Required action:
Where does the word "trait" show up in the records? Copy every line that has it.

(Stored items)
==========

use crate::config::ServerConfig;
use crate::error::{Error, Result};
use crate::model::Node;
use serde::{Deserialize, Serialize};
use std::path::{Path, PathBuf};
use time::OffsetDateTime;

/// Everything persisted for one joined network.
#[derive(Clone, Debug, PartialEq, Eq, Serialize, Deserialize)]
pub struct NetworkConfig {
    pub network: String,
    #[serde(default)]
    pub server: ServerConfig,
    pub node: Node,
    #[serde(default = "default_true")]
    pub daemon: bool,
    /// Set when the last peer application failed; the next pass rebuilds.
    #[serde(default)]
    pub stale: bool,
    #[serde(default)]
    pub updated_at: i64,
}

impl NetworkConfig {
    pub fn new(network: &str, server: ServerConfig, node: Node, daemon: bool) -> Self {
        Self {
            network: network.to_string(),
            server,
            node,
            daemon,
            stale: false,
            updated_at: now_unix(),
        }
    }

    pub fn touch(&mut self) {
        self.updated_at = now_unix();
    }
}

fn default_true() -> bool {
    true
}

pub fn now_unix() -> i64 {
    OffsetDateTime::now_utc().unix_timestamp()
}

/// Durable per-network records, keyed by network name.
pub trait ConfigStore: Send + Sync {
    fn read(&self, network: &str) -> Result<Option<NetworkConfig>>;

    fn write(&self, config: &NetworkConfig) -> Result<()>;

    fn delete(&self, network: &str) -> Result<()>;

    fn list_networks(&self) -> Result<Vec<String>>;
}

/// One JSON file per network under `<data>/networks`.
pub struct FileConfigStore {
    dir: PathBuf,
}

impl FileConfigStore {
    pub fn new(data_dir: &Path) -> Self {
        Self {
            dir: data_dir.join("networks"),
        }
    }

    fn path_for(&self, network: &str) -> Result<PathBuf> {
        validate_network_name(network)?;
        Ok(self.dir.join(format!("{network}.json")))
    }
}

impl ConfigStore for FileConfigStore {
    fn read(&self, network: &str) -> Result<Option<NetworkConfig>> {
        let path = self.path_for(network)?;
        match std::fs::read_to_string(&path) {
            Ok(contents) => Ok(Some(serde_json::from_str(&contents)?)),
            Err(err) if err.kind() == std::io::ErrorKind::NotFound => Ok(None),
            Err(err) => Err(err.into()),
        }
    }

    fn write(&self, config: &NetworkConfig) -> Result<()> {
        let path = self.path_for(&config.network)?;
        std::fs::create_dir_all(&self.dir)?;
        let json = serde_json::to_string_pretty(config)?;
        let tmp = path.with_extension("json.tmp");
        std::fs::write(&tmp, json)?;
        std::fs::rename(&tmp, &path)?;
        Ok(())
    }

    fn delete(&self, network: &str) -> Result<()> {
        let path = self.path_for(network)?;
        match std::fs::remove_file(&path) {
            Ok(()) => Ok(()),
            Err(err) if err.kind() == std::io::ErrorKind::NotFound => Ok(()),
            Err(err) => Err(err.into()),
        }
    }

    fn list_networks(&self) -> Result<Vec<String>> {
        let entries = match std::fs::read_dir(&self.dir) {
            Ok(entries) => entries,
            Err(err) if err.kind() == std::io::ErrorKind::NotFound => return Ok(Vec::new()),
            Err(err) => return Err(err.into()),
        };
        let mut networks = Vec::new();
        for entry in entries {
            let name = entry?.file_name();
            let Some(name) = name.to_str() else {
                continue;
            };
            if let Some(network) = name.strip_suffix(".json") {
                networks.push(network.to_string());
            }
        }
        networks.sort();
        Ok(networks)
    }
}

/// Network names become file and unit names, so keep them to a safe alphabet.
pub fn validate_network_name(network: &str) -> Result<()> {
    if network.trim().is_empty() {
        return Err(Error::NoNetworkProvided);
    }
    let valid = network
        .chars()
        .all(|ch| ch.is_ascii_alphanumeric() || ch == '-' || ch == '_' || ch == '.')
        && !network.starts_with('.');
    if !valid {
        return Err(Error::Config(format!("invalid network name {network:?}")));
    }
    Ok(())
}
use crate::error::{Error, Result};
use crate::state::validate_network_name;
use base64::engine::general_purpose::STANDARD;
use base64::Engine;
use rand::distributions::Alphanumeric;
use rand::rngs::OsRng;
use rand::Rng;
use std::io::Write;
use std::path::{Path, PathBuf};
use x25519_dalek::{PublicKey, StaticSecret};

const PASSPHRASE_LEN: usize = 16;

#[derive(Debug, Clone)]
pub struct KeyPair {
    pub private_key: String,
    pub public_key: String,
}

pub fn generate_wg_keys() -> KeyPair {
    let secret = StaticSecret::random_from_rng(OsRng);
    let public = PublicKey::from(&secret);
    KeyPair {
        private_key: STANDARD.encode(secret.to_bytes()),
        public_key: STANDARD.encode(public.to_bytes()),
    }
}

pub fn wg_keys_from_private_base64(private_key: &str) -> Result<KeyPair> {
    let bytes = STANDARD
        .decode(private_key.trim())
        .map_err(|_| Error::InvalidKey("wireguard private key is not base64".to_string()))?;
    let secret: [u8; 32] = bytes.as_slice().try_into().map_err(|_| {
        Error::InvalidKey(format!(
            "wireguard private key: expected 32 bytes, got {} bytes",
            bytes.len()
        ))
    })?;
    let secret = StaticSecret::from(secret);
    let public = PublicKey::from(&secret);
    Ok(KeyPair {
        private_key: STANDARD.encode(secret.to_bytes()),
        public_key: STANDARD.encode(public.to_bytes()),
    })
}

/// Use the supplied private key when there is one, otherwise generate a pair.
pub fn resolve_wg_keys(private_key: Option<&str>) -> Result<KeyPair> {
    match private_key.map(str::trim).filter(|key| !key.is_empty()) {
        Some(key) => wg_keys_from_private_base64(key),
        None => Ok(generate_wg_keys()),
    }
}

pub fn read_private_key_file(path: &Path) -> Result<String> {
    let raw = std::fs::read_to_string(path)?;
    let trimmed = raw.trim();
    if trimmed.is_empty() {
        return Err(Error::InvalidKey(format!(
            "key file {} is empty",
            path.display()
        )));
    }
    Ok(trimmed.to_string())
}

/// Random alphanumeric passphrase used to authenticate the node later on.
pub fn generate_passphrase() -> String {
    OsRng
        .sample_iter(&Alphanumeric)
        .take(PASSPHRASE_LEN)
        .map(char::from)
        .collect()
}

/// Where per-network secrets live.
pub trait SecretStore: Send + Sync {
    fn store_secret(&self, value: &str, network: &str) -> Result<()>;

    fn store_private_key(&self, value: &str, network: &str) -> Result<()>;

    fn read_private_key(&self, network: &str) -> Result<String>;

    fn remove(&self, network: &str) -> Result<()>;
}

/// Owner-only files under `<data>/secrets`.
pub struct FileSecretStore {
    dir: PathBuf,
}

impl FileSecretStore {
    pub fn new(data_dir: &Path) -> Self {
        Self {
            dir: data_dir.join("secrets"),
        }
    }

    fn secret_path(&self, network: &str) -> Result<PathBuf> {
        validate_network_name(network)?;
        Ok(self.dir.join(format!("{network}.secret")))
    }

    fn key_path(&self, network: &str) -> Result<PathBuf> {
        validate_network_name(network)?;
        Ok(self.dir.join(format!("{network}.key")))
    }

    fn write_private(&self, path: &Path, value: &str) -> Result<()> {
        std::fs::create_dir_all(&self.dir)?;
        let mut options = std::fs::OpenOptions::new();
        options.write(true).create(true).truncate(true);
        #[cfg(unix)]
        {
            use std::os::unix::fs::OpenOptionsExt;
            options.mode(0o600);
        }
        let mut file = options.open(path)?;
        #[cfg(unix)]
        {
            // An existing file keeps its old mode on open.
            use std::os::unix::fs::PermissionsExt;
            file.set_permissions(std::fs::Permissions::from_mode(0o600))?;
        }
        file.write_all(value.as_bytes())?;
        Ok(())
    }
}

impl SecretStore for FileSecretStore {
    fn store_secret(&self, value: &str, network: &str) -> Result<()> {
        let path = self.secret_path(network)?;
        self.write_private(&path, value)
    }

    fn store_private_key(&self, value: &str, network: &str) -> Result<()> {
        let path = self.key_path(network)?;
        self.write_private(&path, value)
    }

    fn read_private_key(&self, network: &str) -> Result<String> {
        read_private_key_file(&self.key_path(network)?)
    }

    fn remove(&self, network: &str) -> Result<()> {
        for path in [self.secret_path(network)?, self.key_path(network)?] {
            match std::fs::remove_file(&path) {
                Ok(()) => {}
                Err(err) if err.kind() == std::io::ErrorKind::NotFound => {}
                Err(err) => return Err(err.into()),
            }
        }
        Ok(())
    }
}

==========

Result for this task:
pub trait ConfigStore: Send + Sync {
pub trait SecretStore: Send + Sync {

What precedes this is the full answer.